According to the study, sustainability strategies and goals are a clear priority for India executives. Over one-third of employees said that they value organisation’s brand and reputation and equal career progression opportunities. For such employees it was the second-best reason for joining their current employer (after job security).
Further, employees want to work for organisations that reflect their personal values. 99 per cent of employees expect their employer to pursue a sustainability agenda, balancing financial results with social issues, diversity/equity, and environmental impact.
“Organisations that walk the talk on their core values — through company purpose, work standards, and investment strategies — will better relate with their stakeholders and be better positioned to deliver business,” the report said.
“In response, one clear shift is visible in moving from intent to action on DE&I – for example, accounting for diverse circumstances in redesigned policies or tailoring for a multi-generational workforce,” it further explained.
Further, 82 per cent of HR professionals are predicting higher than normal turnover this year — most notably with regard to younger workers and those in the digital space. “Relatable organisations see the value in ‘partnering’ over ‘leading’ as evidenced in evolving ‘return-to-work’ strategies,” it said.
Additionally, 74 per cent of employees said that they would join a company only if they can work remotely or in a hybrid engagement. For over half of HR leaders, flexibility is a key lever for sourcing, attracting, and retaining a diverse talent pool. A similar majority believed that they can build cultures and practices that are adaptive by design to cater to a flexible model.
“Respecting individual choice, and treating employees as equal stakeholders in designing work and workplace is at the heart of “working with the company. At the same time, ensuring employees feel the choice is fair and equitable to all workgroups will be key to success,” said Shanthi Naresh, Partner & India Career Business Leader, Mercer.
Organisations must also focus on nurturing well-being and enabling employees to thrive. “The pandemic exposed and worsened the health and wealth gaps for different populations, underscoring that accessibility and affordability of care are not enough,” it said.
About 85 per cent of respondents reported the risk of burnout at work in the next 12 months due to feeling insufficiently rewarded for efforts. However, three out of four employees said that they are thriving in their current role/organisation, primarily due to feeling valued, having meaningful work, and working in an organisation that supports a healthy lifestyle.

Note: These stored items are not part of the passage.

//! Logging and tracing initialization.

use std::fs::OpenOptions;
use std::io;
use std::sync::Arc;

use crate::config::LoggingConfig;

/// Initialize the tracing subscriber with the given configuration.
///
/// Later calls are no-ops once a global subscriber is installed, so tests
/// and embedders may call this freely.
pub fn init_logging(config: &LoggingConfig) {
    use tracing_subscriber::{fmt, EnvFilter};

    let env_filter =
        EnvFilter::try_from_default_env().unwrap_or_else(|_| EnvFilter::new(&config.level));

    let builder = fmt::Subscriber::builder().with_env_filter(env_filter);

    // Log file takes precedence over stderr when configured.
    let file = config.file.as_ref().and_then(|path| {
        OpenOptions::new()
            .create(true)
            .append(true)
            .open(path)
            .ok()
            .map(Arc::new)
    });

    match (config.json, file) {
        (true, Some(file)) => {
            let subscriber = builder.json().with_writer(file).finish();
            tracing::subscriber::set_global_default(subscriber).ok();
        }
        (true, None) => {
            let subscriber = builder.json().with_writer(io::stderr).finish();
            tracing::subscriber::set_global_default(subscriber).ok();
        }
        (false, Some(file)) => {
            let subscriber = builder
                .with_target(true)
                .with_ansi(false)
                .with_writer(file)
                .finish();
            tracing::subscriber::set_global_default(subscriber).ok();
        }
        (false, None) => {
            let subscriber = builder
                .with_target(true)
                .with_file(false)
                .with_line_number(false)
                .with_writer(io::stderr)
                .finish();
            tracing::subscriber::set_global_default(subscriber).ok();
        }
    }
}

/// Initialize logging with defaults (useful for tests and quick scripts).
pub fn init_default_logging() {
    init_logging(&LoggingConfig::default());
}
//! Play a gesture script to a JSONL event stream.

use std::path::PathBuf;

use ghosthand_common::clock::MonotonicClock;
use ghosthand_common::config::TimingConfig;
use ghosthand_gesture_engine::surface::NullMarkerProvider;
use ghosthand_gesture_engine::{run_script, Dispatcher, GestureStreamHeader, JsonlSurface};
use ghosthand_pointer_model::{parse_events, GestureScript};

pub async fn run(
    script_path: PathBuf,
    output: PathBuf,
    timing: String,
    interval_ms: Option<u64>,
) -> anyhow::Result<()> {
    let json = std::fs::read_to_string(&script_path)
        .map_err(|e| anyhow::anyhow!("Failed to read script {}: {e}", script_path.display()))?;
    let script = GestureScript::from_json(&json)
        .map_err(|e| anyhow::anyhow!("Failed to parse script: {e}"))?;

    play_script(&script, output, &timing, interval_ms).await
}

/// Shared playback path for `play` and `demo`.
pub async fn play_script(
    script: &GestureScript,
    output: PathBuf,
    timing: &str,
    interval_ms: Option<u64>,
) -> anyhow::Result<()> {
    let timing = TimingConfig::from_name(timing, interval_ms);
    let clock = MonotonicClock::start();
    let header = GestureStreamHeader::new(clock.epoch_wall(), timing.name());
    let surface = JsonlSurface::create(output.clone(), &header)?;

    let mut dispatcher = Dispatcher::new(
        timing,
        Box::new(clock),
        Box::new(surface),
        Box::new(NullMarkerProvider),
    );

    println!(
        "Playing {} pointer(s), {} command(s) with {} timing",
        script.pointers.len(),
        script.commands.len(),
        timing.name()
    );

    let ids = run_script(&mut dispatcher, script)
        .map_err(|e| anyhow::anyhow!("Failed to queue script: {e}"))?;
    dispatcher.run_until_idle().await;
    tracing::info!(pointers = ids.len(), "Playback finished");

    // The surface lives inside the dispatcher; count what landed on disk.
    let content = std::fs::read_to_string(&output)?;
    let events = parse_events(&content)?;
    println!("Wrote {} event(s) to {}", events.len(), output.display());

    Ok(())
}
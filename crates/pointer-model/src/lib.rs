//! Ghosthand Pointer Model
//!
//! Pure data types for the gesture engine:
//! - **Contact state:** attribute snapshots and partial overrides
//! - **Events:** synthetic pointer events with JSONL serialization
//! - **Scripts:** serializable multi-contact gesture descriptions
//!
//! This crate has no clocks and no scheduling — all inputs are data,
//! all outputs are data.

pub mod event;
pub mod script;
pub mod state;

pub use event::{
    classify_transition, parse_events, serialize_events, PointerEventKind, PointerId, PointerKind,
    SyntheticPointerEvent,
};
pub use script::{GestureScript, PointerSpec, ScriptCommand};
pub use state::{ContactState, StateDelta};
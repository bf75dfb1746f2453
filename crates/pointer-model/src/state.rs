//! Contact state for synthetic pointers.
//!
//! Each synthetic contact carries a full attribute snapshot
//! ([`ContactState`]) and is mutated exclusively by applying partial
//! overrides ([`StateDelta`]). Merging is explicit per field; there is no
//! open-ended attribute bag.

use serde::{Deserialize, Serialize};

/// Full attribute snapshot for one synthetic contact.
///
/// Coordinates are integer surface units; `pressure` is `[0.0, 1.0]`;
/// `width`/`height` describe the contact geometry in the same units as
/// the coordinates.
#[derive(Debug, Clone, Copy, PartialEq, Serialize, Deserialize)]
pub struct ContactState {
    pub x: i64,
    pub y: i64,
    pub down: bool,
    pub pressure: f64,
    pub tilt_x: i32,
    pub tilt_y: i32,
    pub width: u32,
    pub height: u32,
}

impl Default for ContactState {
    fn default() -> Self {
        Self {
            x: 0,
            y: 0,
            down: false,
            pressure: 0.0,
            tilt_x: 0,
            tilt_y: 0,
            width: 1,
            height: 1,
        }
    }
}

impl ContactState {
    /// A released contact at the given position with default attributes.
    pub fn at(x: i64, y: i64) -> Self {
        Self {
            x,
            y,
            ..Self::default()
        }
    }

    /// Apply a partial override, field by field. Absent fields are left
    /// untouched. Pressure is clamped to `[0.0, 1.0]`.
    pub fn apply(&mut self, delta: &StateDelta) {
        if let Some(x) = delta.x {
            self.x = x;
        }
        if let Some(y) = delta.y {
            self.y = y;
        }
        if let Some(down) = delta.down {
            self.down = down;
        }
        if let Some(pressure) = delta.pressure {
            self.pressure = pressure.clamp(0.0, 1.0);
        }
        if let Some(tilt_x) = delta.tilt_x {
            self.tilt_x = tilt_x;
        }
        if let Some(tilt_y) = delta.tilt_y {
            self.tilt_y = tilt_y;
        }
        if let Some(width) = delta.width {
            self.width = width;
        }
        if let Some(height) = delta.height {
            self.height = height;
        }
    }

    /// Current position.
    pub fn position(&self) -> (i64, i64) {
        (self.x, self.y)
    }
}

/// Partial state override with named optional fields.
///
/// A `None` field means "leave unchanged"; only present fields take part
/// in merging and comparison.
#[derive(Debug, Clone, Copy, Default, PartialEq, Serialize, Deserialize)]
pub struct StateDelta {
    #[serde(skip_serializing_if = "Option::is_none")]
    pub x: Option<i64>,
    #[serde(skip_serializing_if = "Option::is_none")]
    pub y: Option<i64>,
    #[serde(skip_serializing_if = "Option::is_none")]
    pub down: Option<bool>,
    #[serde(skip_serializing_if = "Option::is_none")]
    pub pressure: Option<f64>,
    #[serde(skip_serializing_if = "Option::is_none")]
    pub tilt_x: Option<i32>,
    #[serde(skip_serializing_if = "Option::is_none")]
    pub tilt_y: Option<i32>,
    #[serde(skip_serializing_if = "Option::is_none")]
    pub width: Option<u32>,
    #[serde(skip_serializing_if = "Option::is_none")]
    pub height: Option<u32>,
}

impl StateDelta {
    /// A position-only override.
    pub fn position(x: i64, y: i64) -> Self {
        Self {
            x: Some(x),
            y: Some(y),
            ..Self::default()
        }
    }

    /// A contact-down-only override.
    pub fn pressed(down: bool) -> Self {
        Self {
            down: Some(down),
            ..Self::default()
        }
    }

    /// True when no field is set.
    pub fn is_empty(&self) -> bool {
        *self == Self::default()
    }

    /// Merge `later` over `self`: fields present in `later` win.
    pub fn merged_with(&self, later: &StateDelta) -> Self {
        Self {
            x: later.x.or(self.x),
            y: later.y.or(self.y),
            down: later.down.or(self.down),
            pressure: later.pressure.or(self.pressure),
            tilt_x: later.tilt_x.or(self.tilt_x),
            tilt_y: later.tilt_y.or(self.tilt_y),
            width: later.width.or(self.width),
            height: later.height.or(self.height),
        }
    }

    /// Shallow difference check: compare only the fields present in this
    /// delta against the corresponding fields of `state`. Fields absent
    /// here are never treated as differences.
    pub fn differs_from(&self, state: &ContactState) -> bool {
        if self.x.is_some_and(|x| x != state.x) {
            return true;
        }
        if self.y.is_some_and(|y| y != state.y) {
            return true;
        }
        if self.down.is_some_and(|down| down != state.down) {
            return true;
        }
        if self.pressure.is_some_and(|p| p != state.pressure) {
            return true;
        }
        if self.tilt_x.is_some_and(|t| t != state.tilt_x) {
            return true;
        }
        if self.tilt_y.is_some_and(|t| t != state.tilt_y) {
            return true;
        }
        if self.width.is_some_and(|w| w != state.width) {
            return true;
        }
        if self.height.is_some_and(|h| h != state.height) {
            return true;
        }
        false
    }
}
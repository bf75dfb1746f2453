//! Validate a gesture script.

use std::path::PathBuf;

use ghosthand_pointer_model::GestureScript;

pub fn run(path: PathBuf) -> anyhow::Result<()> {
    println!("Validating script at: {}", path.display());

    let json = std::fs::read_to_string(&path)
        .map_err(|e| anyhow::anyhow!("Failed to read script: {e}"))?;
    let script = GestureScript::from_json(&json)
        .map_err(|e| anyhow::anyhow!("Failed to parse script: {e}"))?;

    println!("  Pointers: {}", script.pointers.len());
    println!("  Commands: {}", script.commands.len());

    let problems = script.validate();
    if problems.is_empty() {
        println!("\nScript is valid.");
    } else {
        println!("\nValidation issues:");
        for problem in &problems {
            println!("  - {problem}");
        }
        println!("\n{} issue(s) found. Script will not play.", problems.len());
        anyhow::bail!("script validation failed");
    }

    Ok(())
}
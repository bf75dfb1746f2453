//! Ghosthand CLI — Command-line interface for synthesizing pointer gestures.
//!
//! Usage:
//!   ghosthand play <SCRIPT>       Play a gesture script to a JSONL stream
//!   ghosthand demo <NAME>         Play a built-in demo gesture
//!   ghosthand validate <SCRIPT>   Validate a gesture script
//!   ghosthand init <PATH>         Write a template gesture script

use std::path::PathBuf;

use clap::{Parser, Subcommand};

mod commands;

#[derive(Parser)]
#[command(
    name = "ghosthand",
    about = "Synthetic pointer and touch gesture playback",
    version,
    author
)]
struct Cli {
    /// Enable verbose logging
    #[arg(short, long, global = true)]
    verbose: bool,

    #[command(subcommand)]
    command: Commands,
}

#[derive(Subcommand)]
enum Commands {
    /// Play a gesture script, writing synthesized events to a JSONL file
    Play {
        /// Path to the script JSON file
        script: PathBuf,

        /// Output event stream path
        #[arg(short, long, default_value = "events.jsonl")]
        output: PathBuf,

        /// Timing strategy: fixed_interval|minimal|instant|periodic_frame|fast_periodic_frame
        #[arg(long, default_value = "fixed_interval")]
        timing: String,

        /// Interval or frame cadence in milliseconds, for the strategies that take one
        #[arg(long)]
        interval_ms: Option<u64>,
    },

    /// Play a built-in demo gesture
    Demo {
        /// Demo name: tap|drag|pinch
        name: String,

        /// Output event stream path
        #[arg(short, long, default_value = "events.jsonl")]
        output: PathBuf,

        /// Timing strategy
        #[arg(long, default_value = "instant")]
        timing: String,

        /// Interval or frame cadence in milliseconds
        #[arg(long)]
        interval_ms: Option<u64>,
    },

    /// Validate a gesture script without playing it
    Validate {
        /// Path to the script JSON file
        script: PathBuf,
    },

    /// Write a template gesture script
    Init {
        /// Destination path for the new script
        path: PathBuf,
    },
}

#[tokio::main]
async fn main() -> anyhow::Result<()> {
    let cli = Cli::parse();

    // Initialize logging
    let log_level = if cli.verbose { "debug" } else { "info" };
    ghosthand_common::logging::init_logging(&ghosthand_common::config::LoggingConfig {
        level: log_level.to_string(),
        json: false,
        file: None,
    });

    match cli.command {
        Commands::Play {
            script,
            output,
            timing,
            interval_ms,
        } => commands::play::run(script, output, timing, interval_ms).await,
        Commands::Demo {
            name,
            output,
            timing,
            interval_ms,
        } => commands::demo::run(name, output, timing, interval_ms).await,
        Commands::Validate { script } => commands::validate::run(script),
        Commands::Init { path } => commands::init::run(path),
    }
}
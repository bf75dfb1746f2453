//! Append-only JSONL logging for synthesized event streams.
//!
//! Gesture runs are logged one JSON object per line with a `# {header}`
//! comment first, so a playback log survives a crash mid-gesture and can
//! be parsed back with `ghosthand_pointer_model::parse_events`.

use std::fs::{File, OpenOptions};
use std::io::{BufWriter, Write};
use std::path::PathBuf;

use serde::{Deserialize, Serialize};

use ghosthand_common::error::{GhosthandError, GhosthandResult};
use ghosthand_pointer_model::SyntheticPointerEvent;

use crate::surface::{GesturePhase, Surface};

/// Metadata written as the stream's header line.
#[derive(Debug, Clone, Serialize, Deserialize)]
pub struct GestureStreamHeader {
    /// Schema version for forward compatibility.
    pub schema_version: String,

    /// Wall-clock time at the engine clock epoch (ISO 8601).
    pub epoch_wall: String,

    /// Name of the timing strategy that produced this stream.
    pub timing: String,
}

impl GestureStreamHeader {
    pub fn new(epoch_wall: impl Into<String>, timing: impl Into<String>) -> Self {
        Self {
            schema_version: "1.0".to_string(),
            epoch_wall: epoch_wall.into(),
            timing: timing.into(),
        }
    }
}

/// Writes synthesized events to a JSONL file.
pub struct EventWriter {
    writer: BufWriter<File>,
    path: PathBuf,
    events_written: u64,
}

impl EventWriter {
    /// Create a new event writer, writing the header as the first line.
    pub fn new(path: PathBuf, header: &GestureStreamHeader) -> GhosthandResult<Self> {
        if let Some(parent) = path.parent() {
            std::fs::create_dir_all(parent)?;
        }

        let file = OpenOptions::new()
            .create(true)
            .write(true)
            .truncate(true)
            .open(&path)?;

        let mut writer = BufWriter::new(file);

        let header_json = serde_json::to_string(header)?;
        writeln!(writer, "# {header_json}")
            .map_err(|e| GhosthandError::surface(format!("Failed to write header: {e}")))?;

        Ok(Self {
            writer,
            path,
            events_written: 0,
        })
    }

    /// Write a single event as a JSONL line.
    pub fn write_event(&mut self, event: &SyntheticPointerEvent) -> GhosthandResult<()> {
        let json = serde_json::to_string(event)?;
        writeln!(self.writer, "{json}")
            .map_err(|e| GhosthandError::surface(format!("Failed to write event: {e}")))?;
        self.events_written += 1;

        // Keep the log usable if the embedder dies mid-gesture
        if self.events_written % 256 == 0 {
            self.flush()?;
        }

        Ok(())
    }

    /// Flush buffered writes to disk.
    pub fn flush(&mut self) -> GhosthandResult<()> {
        self.writer
            .flush()
            .map_err(|e| GhosthandError::surface(format!("Failed to flush events: {e}")))?;
        Ok(())
    }

    /// Number of events written.
    pub fn events_written(&self) -> u64 {
        self.events_written
    }

    /// Path to the output file.
    pub fn path(&self) -> &PathBuf {
        &self.path
    }
}

impl Drop for EventWriter {
    fn drop(&mut self) {
        let _ = self.flush();
    }
}

/// A surface that logs every delivered event to a JSONL stream.
/// Lifecycle broadcasts go to tracing, not the file.
pub struct JsonlSurface {
    writer: EventWriter,
}

impl JsonlSurface {
    pub fn create(path: PathBuf, header: &GestureStreamHeader) -> GhosthandResult<Self> {
        Ok(Self {
            writer: EventWriter::new(path, header)?,
        })
    }

    pub fn events_written(&self) -> u64 {
        self.writer.events_written()
    }
}

impl Surface for JsonlSurface {
    fn deliver(&mut self, event: &SyntheticPointerEvent) -> GhosthandResult<()> {
        self.writer.write_event(event)
    }

    fn broadcast(&mut self, phase: GesturePhase) {
        tracing::debug!(?phase, "Gesture phase");
        if phase == GesturePhase::Stopped {
            if let Err(e) = self.writer.flush() {
                tracing::warn!(error = %e, "Failed to flush event log");
            }
        }
    }
}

“Nurturing physical, mental, and financial well-being through benefits that matter and showing purpose in value proposition remain in focus. Executives agree that along with skills, well-being would deliver the biggest ROI,” it said.
Organisations must also focus on a ‘balanced’ future of work. “All of India Inc is prepped for enterprise-wide transformation. The pandemic with the acceleration of technologies, new work models, and ways of working has been an enabler but has also taken its toll through change fatigue and exhaustion. At the same time, employees are feeling optimistic about seeking a more balanced future of work,” the report said.
This includes a redesigned work schedule to allow time for family, hobbies, work, health, and learning even as working remains an important part of life (78 per cent). “Reshaping the experience of employees around what they are viewing and valuing as a “lifestyle contract” and redesigning HR and HR processes to cater to proposed interactions is important,” as per the study.
“The challenge is making progress while tackling differing views on the future of work. Companies that are advancing better are those reflecting their values more visibly, listening intently and working closely with multiple stakeholders, using data-driven decisions for action with empathy, and transforming in a manner, that is human, relatable, and ultimately sustainable,” Ramanathan said.
The seventh edition of Mercer’s Global Talent Trends Study is based on responses from nearly 11,000 C-suite executives, HR leaders, and employees representing 16 geographies and 13 industries.